Environment for evaluating C#
Closed this issue · 13 comments
Hi there,
I'm trying to reproduce the results on C# (c-sharp, c#, cs). I'm running it on an Ubuntu virtual machine.
- I tried the recommended podman way, but I don't think it ran correctly (finished instantly, no score output, no other informative output).
- Then I choose to run it without a container, and it says
File "/export/home/project/codeai/MultiPL-E/evaluation/src/eval_cs.py", line 24, in eval_script
build = subprocess.run(["csc", "/d:DEBUG", "-r:System.Numerics.dll", path, f"/out:{binaryname}"], capture_output=True)

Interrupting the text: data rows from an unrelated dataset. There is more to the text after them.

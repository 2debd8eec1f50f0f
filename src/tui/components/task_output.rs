//! # TaskOutput Component
//!
//! The last few lines of the background command, under the game.
//!
//! Raw pty output is full of color codes, cursor movement and progress bars
//! that redraw themselves with `\r`. Lines are cleaned before display: only
//! the last non-empty `\r` segment of a line is kept, and `strip-ansi-escapes`
//! drops escape sequences and control characters from it.

use ratatui::Frame;
use ratatui::layout::Rect;
use ratatui::style::{Color, Modifier, Style};
use ratatui::text::Line;
use ratatui::widgets::{Block, Borders, Padding, Paragraph};

use crate::tui::component::Component;

pub struct TaskOutput<'a> {
    pub lines: &'a [String],
}

impl<'a> TaskOutput<'a> {
    pub fn new(lines: &'a [String]) -> Self {
        Self { lines }
    }
}

impl Component for TaskOutput<'_> {
    fn render(&mut self, frame: &mut Frame, area: Rect) {
        let block = Block::default()
            .borders(Borders::TOP)
            .border_style(Style::default().fg(Color::DarkGray))
            .title(" Output ")
            .padding(Padding::horizontal(1));

        let visible = area.height.saturating_sub(1) as usize;
        let cleaned: Vec<String> = self.lines.iter().map(|l| clean_line(l)).collect();
        let start = cleaned.len().saturating_sub(visible);

        let lines: Vec<Line> = if cleaned.is_empty() {
            vec![Line::styled(
                "waiting for output...",
                Style::default()
                    .fg(Color::DarkGray)
                    .add_modifier(Modifier::ITALIC),
            )]
        } else {
            cleaned[start..]
                .iter()
                .map(|l| Line::styled(l.clone(), Style::default().fg(Color::Gray)))
                .collect()
        };

        frame.render_widget(Paragraph::new(lines).block(block), area);
    }
}

/// What a terminal would show for one raw output line.
pub fn clean_line(raw: &str) -> String {
    raw.split('\r')
        .map(strip_ansi)
        .filter(|segment| !segment.trim().is_empty())
        .last()
        .unwrap_or_default()
}

/// Remove escape sequences and control characters. Tabs become four spaces.
pub fn strip_ansi(input: &str) -> String {
    // The stripper drops every control byte except newline, tabs included.
    let expanded = input.replace('\t', "    ");
    let stripped = strip_ansi_escapes::strip(expanded.as_bytes());
    String::from_utf8_lossy(&stripped).into_owned()
}

#[cfg(test)]
mod tests {
    use super::*;
    use crate::tui::components::buffer_text;
    use ratatui::Terminal;
    use ratatui::backend::TestBackend;

    #[test]
    fn test_strip_sgr_colors() {
        assert_eq!(strip_ansi("\x1b[1;32mCompiling\x1b[0m serde"), "Compiling serde");
    }

    #[test]
    fn test_strip_cursor_movement_and_titles() {
        assert_eq!(strip_ansi("\x1b[2K\x1b[1Gdone"), "done");
        assert_eq!(strip_ansi("\x1b]0;npm install\x07added 12"), "added 12");
        assert_eq!(strip_ansi("\x1b]8;;http://x\x1b\\link"), "link");
        assert_eq!(strip_ansi("\x1b(Bplain"), "plain");
    }

    #[test]
    fn test_strip_control_characters() {
        assert_eq!(strip_ansi("a\x08b\x07c\td"), "abc    d");
    }

    #[test]
    fn test_unterminated_sequence_is_dropped() {
        assert_eq!(strip_ansi("ok\x1b[38;5"), "ok");
    }

    #[test]
    fn test_clean_line_keeps_last_progress_state() {
        assert_eq!(clean_line("10%\r50%\r100%"), "100%");
        assert_eq!(clean_line("Downloading\r\x1b[2K\r"), "Downloading");
        assert_eq!(clean_line(""), "");
    }

    #[test]
    fn test_render_shows_latest_lines() {
        let lines: Vec<String> = (1..=10).map(|i| format!("line {i}")).collect();
        let backend = TestBackend::new(30, 4);
        let mut terminal = Terminal::new(backend).unwrap();
        let mut output = TaskOutput::new(&lines);
        terminal
            .draw(|f| {
                output.render(f, f.area());
            })
            .unwrap();

        let text = buffer_text(terminal.backend().buffer());
        assert!(text.contains("Output"));
        assert!(text.contains("line 10"));
        assert!(text.contains("line 8"));
        assert!(!text.contains("line 7"));
    }

    #[test]
    fn test_render_placeholder_without_output() {
        let backend = TestBackend::new(30, 3);
        let mut terminal = Terminal::new(backend).unwrap();
        let mut output = TaskOutput::new(&[]);
        terminal
            .draw(|f| {
                output.render(f, f.area());
            })
            .unwrap();

        let text = buffer_text(terminal.backend().buffer());
        assert!(text.contains("waiting for output"));
    }
}
#[cfg(test)]
mod tests {
    use super::*;
    use std::collections::HashMap;

    fn no_env(_: &str) -> Option<String> {
        None
    }

    fn env_from(pairs: &[(&str, &str)]) -> impl Fn(&str) -> Option<String> {
        let map: HashMap<String, String> = pairs
            .iter()
            .map(|(k, v)| (k.to_string(), v.to_string()))
            .collect();
        move |key| map.get(key).cloned()
    }

    #[test]
    fn test_resolve_uses_defaults_when_empty() {
        let resolved = resolve_with_env(&DevTyperConfig::default(), &CliOverrides::default(), no_env);
        assert!(!resolved.force_exit);
        assert!(resolved.keep_alive);
        assert!(resolved.ask_before_playing);
        assert_eq!(resolved.language, None);
        assert_eq!(resolved.log_level, LevelFilter::Info);
        assert_eq!(resolved.word_count, DEFAULT_WORD_COUNT);
        assert_eq!(resolved.tick, Duration::from_millis(100));
        assert_eq!(resolved.output_cap, 102_400);
        assert_eq!(resolved.stop_grace, Duration::from_millis(100));
        assert_eq!(resolved.output_lines, 8);
    }

    #[test]
    fn test_resolve_config_values_override_defaults() {
        let config = DevTyperConfig {
            general: GeneralConfig {
                force_exit: Some(true),
                keep_alive: Some(false),
                ask_before_playing: Some(false),
                default_language: Some(Language::Rust),
                log_level: Some("debug".to_string()),
            },
            game: GameConfig {
                default_word_count: Some(50),
                tick_ms: Some(40),
            },
            task: TaskConfig {
                output_cap_bytes: Some(4096),
                stop_grace_ms: Some(250),
                output_lines: Some(3),
            },
        };
        let resolved = resolve_with_env(&config, &CliOverrides::default(), no_env);
        assert!(resolved.force_exit);
        assert!(!resolved.keep_alive);
        assert!(!resolved.ask_before_playing);
        assert_eq!(resolved.language, Some(Language::Rust));
        assert_eq!(resolved.log_level, LevelFilter::Debug);
        assert_eq!(resolved.word_count, 50);
        assert_eq!(resolved.tick, Duration::from_millis(40));
        assert_eq!(resolved.output_cap, 4096);
        assert_eq!(resolved.stop_grace, Duration::from_millis(250));
        assert_eq!(resolved.output_lines, 3);
    }

    #[test]
    fn test_env_overrides_config() {
        let config = DevTyperConfig {
            general: GeneralConfig {
                keep_alive: Some(true),
                default_language: Some(Language::Go),
                ..Default::default()
            },
            task: TaskConfig {
                output_cap_bytes: Some(10),
                ..Default::default()
            },
            ..Default::default()
        };
        let env = env_from(&[
            ("DEVTYPER_FORCE_EXIT", "1"),
            ("DEVTYPER_KEEP_ALIVE", "false"),
            ("DEVTYPER_LANG", "js"),
            ("DEVTYPER_OUTPUT_CAP", "2048"),
        ]);
        let resolved = resolve_with_env(&config, &CliOverrides::default(), env);
        assert!(resolved.force_exit);
        assert!(!resolved.keep_alive);
        assert_eq!(resolved.language, Some(Language::JavaScript));
        assert_eq!(resolved.output_cap, 2048);
    }

    #[test]
    fn test_invalid_env_values_are_ignored() {
        let env = env_from(&[
            ("DEVTYPER_KEEP_ALIVE", "maybe"),
            ("DEVTYPER_LANG", "cobol"),
            ("DEVTYPER_OUTPUT_CAP", "lots"),
        ]);
        let resolved = resolve_with_env(&DevTyperConfig::default(), &CliOverrides::default(), env);
        assert!(resolved.keep_alive);
        assert_eq!(resolved.language, None);
        assert_eq!(resolved.output_cap, DEFAULT_OUTPUT_CAP);
    }

    #[test]
    fn test_cli_wins() {
        let env = env_from(&[("DEVTYPER_KEEP_ALIVE", "true"), ("DEVTYPER_LANG", "go")]);
        let cli = CliOverrides {
            force_exit: true,
            keep_alive: Some(false),
            yes: true,
            language: Some(Language::Generic),
        };
        let resolved = resolve_with_env(&DevTyperConfig::default(), &cli, env);
        assert!(resolved.force_exit);
        assert!(!resolved.keep_alive);
        assert!(!resolved.ask_before_playing);
        assert_eq!(resolved.language, Some(Language::Generic));
    }

    #[test]
    fn test_output_lines_are_clamped() {
        let config = DevTyperConfig {
            task: TaskConfig {
                output_lines: Some(65_535),
                ..Default::default()
            },
            ..Default::default()
        };
        let resolved = resolve_with_env(&config, &CliOverrides::default(), no_env);
        assert_eq!(resolved.output_lines, MAX_OUTPUT_LINES);
    }

    #[test]
    fn test_toml_parses() {
        let toml_str = r#"
[general]
force_exit = true
default_language = "javascript"
log_level = "warn"

[game]
default_word_count = 25

[task]
output_cap_bytes = 2048
"#;
        let config: DevTyperConfig = toml::from_str(toml_str).unwrap();
        assert_eq!(config.general.force_exit, Some(true));
        assert_eq!(config.general.default_language, Some(Language::JavaScript));
        assert_eq!(config.game.default_word_count, Some(25));
        assert_eq!(config.task.output_cap_bytes, Some(2048));
        assert!(config.task.stop_grace_ms.is_none());
    }

    #[test]
    fn test_sparse_toml_parses() {
        // Only override one thing, everything else stays default
        let toml_str = r#"
[game]
tick_ms = 50
"#;
        let config: DevTyperConfig = toml::from_str(toml_str).unwrap();
        assert_eq!(config.game.tick_ms, Some(50));
        assert!(config.general.force_exit.is_none());
        assert!(config.task.output_lines.is_none());
    }

    #[test]
    fn test_generated_default_parses_as_empty() {
        let config: DevTyperConfig = toml::from_str(DEFAULT_CONFIG).unwrap();
        assert!(config.general.default_language.is_none());
        assert!(config.game.tick_ms.is_none());
    }

    #[test]
    fn test_missing_file_generates_default() {
        let dir = std::env::temp_dir().join(format!("devtyper-config-{}", std::process::id()));
        let path = dir.join("config.toml");
        let _ = fs::remove_dir_all(&dir);

        let config = load_config_from(&path).unwrap();
        assert!(config.general.force_exit.is_none());
        assert!(path.exists());

        fs::write(&path, "[general\nbroken").unwrap();
        assert!(matches!(load_config_from(&path), Err(ConfigError::Parse(_))));

        let _ = fs::remove_dir_all(&dir);
    }
}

File "/export/share/ruimeng/env/anaconda/envs/codegen/lib/python3.8/subprocess.py", line 493, in run
with Popen(*popenargs, **kwargs) as process:
File "/export/share/ruimeng/env/anaconda/envs/codegen/lib/python3.8/subprocess.py", line 858, in __init__
self._execute_child(args, executable, preexec_fn, close_fds,
File "/export/share/ruimeng/env/anaconda/envs/codegen/lib/python3.8/subprocess.py", line 1704, in _execute_child
raise child_exception_type(errno_num, err_msg, err_filename)
FileNotFoundError: [Errno 2] No such file or directory: 'csc'
AFAIK, csc won't work on linux machines. Can you share more details about how to configure C# running environment? Also, Toolchains page says Conda is required. Does conda provides anything for executing C#?
Thank you!
Rui
(Sorry, the Conda directions are out of date. Conda is not needed, since the container now works.)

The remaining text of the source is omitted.